A Multicentre, Open-label, Randomised, Controlled Study of Molecularly Precision Target Therapy Based on Tumor Molecular Profiling With FORFIRINOX in Advanced or Recurrent Extrahepatic Cholangiocarcinoma and Gallbladder Carcinoma
Overview
- Phase
- Phase 2
- Intervention
- Not specified
- Conditions
- Cholangiocarcinoma of the Extrahepatic Bile Duct
- Sponsor
- Shanghai Jiao Tong University School of Medicine
- Enrollment
- 150
- Locations
- 1
- Primary Endpoint
- Progression Free Survival
- Last Updated
- 7 years ago
Overview
Brief Summary
The purpose of this study is to evaluate the feasibility, efficacy and safety of target therapy according to genomic and proteomic profiling combined with FORFIRINOX in advanced or recurrent extrahepatic cholangiocarcinoma and gallbladder carcinoma.
Detailed Description
Genomic profiling studies the deoxyribonucleic acid (DNA) of a tumor to detect genetic changes or abnormalities. immuno-histochemistry tests reveal the abnormal activation status of signal pathways involved in study.These information will be used to recommend target therapy which may be more likely to result in a beneficial response.Patients will receive target anti-tumor agents according to the result of genomic and proteomic profiling.
Investigators
liu yingbin
head of general surgery department,xin hua Hospital Affiliation: Xinhua Hospital, Shanghai Jiao Tong University School of Medicine
Shanghai Jiao Tong University School of Medicine
Eligibility Criteria
Inclusion Criteria
- •Stable vital signs, KPS≥60;
- •Patients have a diagnosis of advanced or recurrent metastatic extrahepatic cholangiocarcinoma or gallbladder carcinoma by histopathology or cytopathology, who are not suitable for radical surgery or have progressed R1 resection or palliative surgery;
- •Adequate fresh tumor tissue for genome sequencing and immuno- histochemistry test; harboring mutations or abnormal activation of erb-b2 receptor tyrosine kinase signal pathway components;
- •At least one measurable and evaluable site of disease according to the RECIST criteria version 1.1;
- •Life expectancy of more than 12 weeks;
- •Adequate hepatic, hematologic and renal functions(ALT≤10×upper limit of normal (ULN), AST≤10×ULN, the Child-Pugh classification for class A or B, white blood cells≥3×10\^9/L, neutrophils≥1.5×10\^9/L, platelets≥80×10\^9/L , hemoglobin ≥ 90g/L, creatinine clearance rate≥60ml/min;
- •Volunteer for this study, have written informed consent and have good Patient compliance;
- •Female patients of childbearing potential and their mates agree to avoid pregnancy.
Exclusion Criteria
- •Have received following treatment before this study:
- •a. Anti-tumor molecular target therapy; anti-tumor chemotherapy in 6 months; b. lesions have been treated by irradiation; c. participate in other therapeutic or interventional clinical trials.

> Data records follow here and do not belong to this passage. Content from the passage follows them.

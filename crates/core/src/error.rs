//! Unified error types for the demarcation engine.
//!
//! Every failure the engine itself can raise is a [`TransactionalError`]
//! variant. All of them are fatal configuration or driver conditions; the
//! engine never retries internally. Application errors raised by a unit of
//! work are not represented here — they flow through the coordinator
//! unchanged.

use thiserror::Error;

/// All engine-raised failures.
///
/// This is the canonical error type for every operation in the engine.
/// Application errors thrown by a unit of work are propagated as-is and
/// never wrapped in one of these variants.
#[derive(Debug, Error)]
pub enum TransactionalError {
    /// Resolving a datasource name that was never registered.
    ///
    /// Datasources must be registered through
    /// [`DataSourceRegistry::register`](crate::DataSourceRegistry::register)
    /// before the first transactional call.
    #[error("no registered data source: {0:?} (register it before the first transactional call)")]
    NoRegisteredDataSource(String),

    /// Registering a datasource name that is already taken.
    #[error("data source already registered: {0:?}")]
    DataSourceAlreadyRegistered(String),

    /// A propagation value outside the closed set.
    ///
    /// Raised at the configuration parsing boundary; the engine never
    /// silently falls back to a default propagation.
    #[error("not supported propagation type: {0:?}")]
    UnsupportedPropagation(String),

    /// No transaction context is in scope for the named datasource.
    ///
    /// Raised when hooks are registered or the current connection is looked
    /// up outside the dynamic extent of a coordinator run.
    #[error("no active transaction context for data source: {0:?}")]
    NoActiveContext(String),

    /// A transaction context is in scope but holds no connection handle.
    #[error("transaction context holds no connection handle")]
    ConnectionMissing,

    /// Hook registration past the configured listener cap.
    #[error("hook listener limit exceeded: {limit}")]
    ListenerOverflow {
        /// The configured maximum listener count.
        limit: usize,
    },

    /// [`EngineConfig::init`](crate::EngineConfig::init) called after the
    /// configuration was already fixed.
    #[error("engine configuration already initialized")]
    ConfigAlreadyInitialized,

    /// Failure reported by the underlying connection driver.
    #[error("driver error: {0}")]
    Driver(#[source] Box<dyn std::error::Error + Send + Sync>),
}

/// Result type for engine operations.
pub type Result<T> = std::result::Result<T, TransactionalError>;

impl TransactionalError {
    /// Wrap a driver-level failure.
    pub fn driver<E>(error: E) -> Self
    where
        E: std::error::Error + Send + Sync + 'static,
    {
        TransactionalError::Driver(Box::new(error))
    }
}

- •Have central nervous system metastasis;
- •History of other malignancies except carcinoma in-situ of uterine cervix, cured basal cell carcinoma of skin and other malignancies for more than 5 years;
- •Have symptomatic ascites and need for treatment;
- •Have serious concurrent illness including, but not limited to
- •uncontrolled congestive heart failure(NYHA classification grade III or IV), unstable angina pectoris, unstable cardiac arrhythmias, uncontrolled moderate or serious hypertension(systolic blood pressure \>21.3 Kpa or diastolic blood pressure \>13.3 Kpa);
- •ongoing or active serious infection;
- •uncontrolled diabetes mellitus;
- •psychiatric illness which potentially hamper the ability to willingly give written informed consent and compliance with the study protocol;
Outcomes
Primary Outcomes
Progression Free Survival
Time Frame: up to 1 year
From date of randomization until the date of first documented progression or date of death from any cause, whichever came first, assessed up to 1 year. The progression is defined consistent with Response Evaluation Criteria in Solid Tumors (RECIST) version 1.1 criteria for solid tumors.